This is my first post in a very long time – so thank you to Steve and Jessie for letting me sneak back into the show! This year for the first time I decided to actually keep track of how many (and what) books I read. I consider myself a fairly prolific reader, but have no quantification of what that means. I am hoping to read about 20 books this year. We are almost halfway through 2020 (yikes) and so this seemed like a good time to check in with my list and see where it is at. This list only includes books that I finished. I admit, I abandon quite a few books partway through: those don’t get to be on “the list.”
- Wee Free Men by Terry Pratchet – started this on New Years Day, my partner asked what I was reading and I showed her and added, “In these troubled times, we need Terry Pratchet more than ever.” I had no idea how right that would prove to be.

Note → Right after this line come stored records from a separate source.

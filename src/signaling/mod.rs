#![forbid(unsafe_code)]

// Signaling module - WebSocket signaling server

pub mod connection;
pub mod coordinator;
pub mod heartbeat;
pub mod protocol;

use crate::config::ServerConfig;
use crate::metrics::ServerMetrics;
use crate::room::RoomRegistry;
use crate::time::unix_millis;
use axum::{
    extract::{ws::WebSocketUpgrade, State},
    http::{HeaderMap, StatusCode},
    response::{IntoResponse, Response},
    routing::get,
    Json, Router,
};
use connection::ConnectionContext;
use heartbeat::{ConnectionTable, HeartbeatConfig};
use std::sync::Arc;
use tokio::net::TcpListener;
use tokio::sync::Semaphore;
use tower_http::cors::CorsLayer;
use tracing::{info, warn};

pub use coordinator::{SessionCoordinator, SessionState};

const MAX_MESSAGE_SIZE: usize = 64 * 1024;

/// Signaling server state
#[derive(Clone)]
pub struct SignalingServer {
    registry: RoomRegistry,
    connections: ConnectionTable,
    metrics: ServerMetrics,
    connection_semaphore: Arc<Semaphore>,
    rate_limit_per_sec: u32,
    metrics_token: Option<String>,
}

impl SignalingServer {
    pub fn new(registry: RoomRegistry, metrics: ServerMetrics, config: &ServerConfig) -> Self {
        info!("Max connections: {}", config.max_connections);
        let connections = ConnectionTable::new(registry.clock().clone());
        Self {
            registry,
            connections,
            metrics,
            connection_semaphore: Arc::new(Semaphore::new(config.max_connections)),
            rate_limit_per_sec: config.rate_limit_per_sec,
            metrics_token: config.metrics_token.clone(),
        }
    }

    pub fn registry(&self) -> &RoomRegistry {
        &self.registry
    }

    pub fn connections(&self) -> &ConnectionTable {
        &self.connections
    }

    /// Starts the liveness scanner; it stops when the returned task is dropped.
    pub fn start_heartbeat(&self, config: HeartbeatConfig) -> crate::schedule::ScheduledTask {
        self.connections.start(config)
    }

    /// Creates the Axum router for the signaling server
    pub fn router(self) -> Router {
        Router::new()
            .route("/ws", get(ws_handler))
            .route("/health", get(health_handler))
            .route("/metrics", get(metrics_handler))
            .with_state(self)
            .layer(CorsLayer::permissive())
    }

    /// Serves on an already bound listener until `shutdown` resolves.
    ///
    /// # Errors
    /// Returns an error if the server fails while accepting connections
    pub async fn serve_with_shutdown<F>(self, listener: TcpListener, shutdown: F) -> anyhow::Result<()>
    where
        F: std::future::Future<Output = ()> + Send + 'static,
    {
        info!("Signaling server listening on {}", listener.local_addr()?);
        axum::serve(listener, self.router())
            .with_graceful_shutdown(shutdown)
            .await?;
        Ok(())
    }

    /// Starts the signaling server on the specified port
    ///
    /// # Errors
    /// Returns an error if the server fails to bind to the port
    pub async fn serve(self, port: u16) -> anyhow::Result<()> {
        let listener = TcpListener::bind(("0.0.0.0", port)).await?;
        self.serve_with_shutdown(listener, std::future::pending()).await
    }
}

/// Health check handler
async fn health_handler(State(server): State<SignalingServer>) -> Json<serde_json::Value> {
    let rooms = server.registry.room_count();
    let participants = server.registry.total_participant_count().await;
    let storage = match server.registry.store_available().await {
        Some(true) => "connected",
        Some(false) => "unavailable",
        None => "disabled",
    };
    Json(serde_json::json!({
        "status": "ok",
        "timestamp": unix_millis(),
        "rooms": rooms,
        "participants": participants,
        "storage": storage,
    }))
}

/// Prometheus text exposition, behind an optional bearer token.
async fn metrics_handler(State(server): State<SignalingServer>, headers: HeaderMap) -> Response {
    if let Some(expected) = &server.metrics_token {
        let provided = headers
            .get("authorization")
            .and_then(|v| v.to_str().ok())
            .unwrap_or("");
        if provided != format!("Bearer {expected}") {
            return StatusCode::UNAUTHORIZED.into_response();
        }
    }

    let rooms = server.registry.room_count();
    let participants = server.registry.total_participant_count().await;
    let body = server.metrics.render_prometheus(rooms, participants);
    (
        StatusCode::OK,
        [("content-type", "text/plain; version=0.0.4; charset=utf-8")],
        body,
    )
        .into_response()
}

/// WebSocket upgrade handler
async fn ws_handler(ws: WebSocketUpgrade, State(server): State<SignalingServer>) -> Response {
    let permit = match server.connection_semaphore.clone().try_acquire_owned() {
        Ok(permit) => permit,
        Err(_) => {
            warn!("Connection limit reached, rejecting WebSocket upgrade");
            return (StatusCode::SERVICE_UNAVAILABLE, "Too many connections").into_response();
        }
    };

    let ctx = ConnectionContext {
        registry: server.registry,
        connections: server.connections,
        metrics: server.metrics,
        rate_limit_per_sec: server.rate_limit_per_sec,
    };

    ws.max_message_size(MAX_MESSAGE_SIZE)
        .on_failed_upgrade(|error| {
            warn!("WebSocket upgrade failed: {}", error);
        })
        .on_upgrade(move |socket| connection::handle_connection(socket, ctx, permit))
}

- Death and the Dancing Footman by Ngaio Marsh – I am lucky enough to have two little free libraries on my street and this was my first book of 2020 from one of them. British mystery novel so it was almost guaranteed to make it on this list.
- The Wailing Wind by Tony Hillerman – another little free library book
- Undermajordomo Minor by Patrick Dewitt – the third book in my little free library book run.

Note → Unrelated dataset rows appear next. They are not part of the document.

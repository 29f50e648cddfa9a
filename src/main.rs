#![forbid(unsafe_code)]

use anyhow::Result;
use std::sync::Arc;
use syncwatch::config::ServerConfig;
use syncwatch::db;
use syncwatch::metrics::ServerMetrics;
use syncwatch::room::RoomRegistry;
use syncwatch::signaling::SignalingServer;
use syncwatch::store::{PgStore, RoomStore};
use syncwatch::time::SystemClock;
use tokio::net::TcpListener;
use tracing::info;
use tracing_subscriber::{layer::SubscriberExt, util::SubscriberInitExt};

#[tokio::main]
async fn main() -> Result<()> {
    tracing_subscriber::registry()
        .with(
            tracing_subscriber::EnvFilter::try_from_default_env()
                .unwrap_or_else(|_| "syncwatch=debug,tower_http=info".into()),
        )
        .with(tracing_subscriber::fmt::layer())
        .init();

    info!("SyncWatch - Starting server");

    let config = ServerConfig::from_env();
    let metrics = ServerMetrics::new();

    // Connect to database (optional)
    let store = db::connect(config.database_url.as_deref())
        .await?
        .map(|pool| RoomStore::new(Arc::new(PgStore::new(pool)), config.room_ttl));

    let registry = RoomRegistry::new(config.registry(), Arc::new(SystemClock), store, metrics.clone());
    registry.purge_persisted().await;
    let server = SignalingServer::new(registry.clone(), metrics, &config);
    let heartbeat = server.start_heartbeat(config.heartbeat());

    let listener = TcpListener::bind(("0.0.0.0", config.port)).await?;
    info!("Starting signaling server on port {}", config.port);

    let shutdown = async {
        if let Err(e) = tokio::signal::ctrl_c().await {
            tracing::error!("Failed to listen for Ctrl+C: {}", e);
            std::future::pending::<()>().await;
        }
        info!("Received Ctrl+C, shutting down...");
    };

    let result = server.serve_with_shutdown(listener, shutdown).await;
    heartbeat.cancel();
    registry.shutdown().await;

    if let Err(e) = &result {
        tracing::error!("Signaling server error: {}", e);
    }
    info!("Server shutdown complete");
    result
}
//! Data models shared across database access and API handlers.

pub mod session;

pub use session::{DeviceMeta, DeviceSession, SessionStatus};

- Tears of the Trufflepig by Fernando A. Flores – this one came off of a recommendation list of Latinx authors to discover in the wake of the American Dirt publishing controversy. I bought 4 books off that list and have read 3 of them – and Tears of the Trufflepig has been my favorite book so far this year. It is surreal and science-fiction-y and envisions a world where the cartels turn from drugs to genetically engineering extinct animals. I hight recommend it.

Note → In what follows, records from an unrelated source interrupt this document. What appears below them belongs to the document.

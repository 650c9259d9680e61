use axum::{
    http::{HeaderValue, Method},
    middleware as axum_middleware,
    routing::{get, post},
    Router,
};
use std::net::SocketAddr;
use std::sync::Arc;
use tower::ServiceBuilder;
use tower_http::{cors::CorsLayer, trace::TraceLayer};
use tracing_subscriber::{layer::SubscriberExt, util::SubscriberInitExt};
use utoipa::OpenApi;
use utoipa_swagger_ui::SwaggerUi;

use gatekeeper_backend::{
    config::Config,
    db::connection::create_pool,
    docs::ApiDoc,
    handlers,
    middleware::auth as auth_middleware,
    services::{admission::AdmissionService, authenticator::JwtAuthenticator},
    state::AppState,
};

#[tokio::main]
async fn main() -> anyhow::Result<()> {
    // Initialize tracing
    tracing_subscriber::registry()
        .with(
            tracing_subscriber::EnvFilter::try_from_default_env()
                .unwrap_or_else(|_| "gatekeeper_backend=debug,tower_http=debug".into()),
        )
        .with(tracing_subscriber::fmt::layer())
        .init();

    // Load configuration
    let config = Config::load()?;
    tracing::info!(
        database_url = %config.database_url,
        auth_domain = %config.auth_domain,
        api_audience = %config.api_audience,
        max_active_sessions = config.max_active_sessions,
        frontend_origin = %config.frontend_origin,
        "Loaded configuration from environment/.env"
    );

    // Initialize database
    let pool = create_pool(&config.database_url, config.db_max_connections).await?;
    sqlx::migrate!("./migrations").run(pool.as_ref()).await?;

    let authenticator = Arc::new(JwtAuthenticator::new(&config));
    let admission = Arc::new(AdmissionService::new(pool.as_ref().clone()));
    let state = AppState::new(pool, config.clone(), authenticator, admission);

    // Public routes (no auth)
    let public_routes = Router::new().route("/", get(handlers::profile::root));

    // Routes a device reaches on its bearer token alone; a pending
    // device has no usable session yet but must still be able to
    // register, cancel itself, or complete a swap.
    let token_routes = Router::new()
        .route(
            "/api/sessions/register",
            post(handlers::sessions::register_session),
        )
        .route(
            "/api/sessions/cancel",
            post(handlers::sessions::cancel_session),
        )
        .route(
            "/api/sessions/force-activate",
            post(handlers::sessions::force_activate_session),
        )
        .route_layer(axum_middleware::from_fn_with_state(
            state.clone(),
            auth_middleware::auth,
        ));

    // Routes that additionally require an owned active session
    let session_routes = Router::new()
        .route("/api/sessions", get(handlers::sessions::list_sessions))
        .route(
            "/api/sessions/logout",
            post(handlers::sessions::logout_session),
        )
        .route("/api/me", get(handlers::profile::me))
        .route_layer(axum_middleware::from_fn_with_state(
            state.clone(),
            auth_middleware::auth_session,
        ));

    let cors_origin = config.frontend_origin.parse::<HeaderValue>()?;
    let app = Router::new()
        .merge(public_routes)
        .merge(token_routes)
        .merge(session_routes)
        .merge(SwaggerUi::new("/docs").url("/api-docs/openapi.json", ApiDoc::openapi()))
        .layer(
            ServiceBuilder::new()
                .layer(TraceLayer::new_for_http())
                .layer(
                    CorsLayer::new()
                        .allow_origin(cors_origin)
                        .allow_methods([Method::GET, Method::POST, Method::OPTIONS])
                        .allow_headers([
                            axum::http::header::AUTHORIZATION,
                            axum::http::header::CONTENT_TYPE,
                            axum::http::HeaderName::from_static("x-session-id"),
                            axum::http::HeaderName::from_static("x-device-name"),
                        ])
                        .allow_credentials(true)
                        .max_age(std::time::Duration::from_secs(24 * 60 * 60)),
                ),
        )
        .with_state(state);

    // Start server
    let addr: SocketAddr = config.bind_addr.parse()?;
    tracing::info!("Server listening on {}", addr);

    let listener = tokio::net::TcpListener::bind(addr).await?;
    axum::serve(listener, app).await?;

    Ok(())
}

- Signs Preceding the End of the World by Yuri Herrera – book 2 off the Latinx author list, almost novella length, super short, but packed a punch.
- Mean by Myriam Gurba – the 3rd book off of the Latinx authors list
- A Farewell to Arms by Ernest Hemingway – My other book buying spree this year was WWI themed and came after I saw the movie 1917. I find WWI and the years surrounding it to be an intensely fascinating time period – and one we covered for exactly 1 second in my history classes in high school (it always seemed to go Civil War —-> WWII, like nothing much happened in between…). Maybe not the most uplifting book to start the Coronavirus lockdown with, but choices were made.
- The Stargazey by Martha Grimes – this was a rebound book to help recover after A Farewell to Arms. It was a little free library British mystery, so it was going to end up on the list.
I am pleased that I am on track for 20 books this year. Also have had some great reads, looking forward to more!
Hope everyone is staying safe and healthy!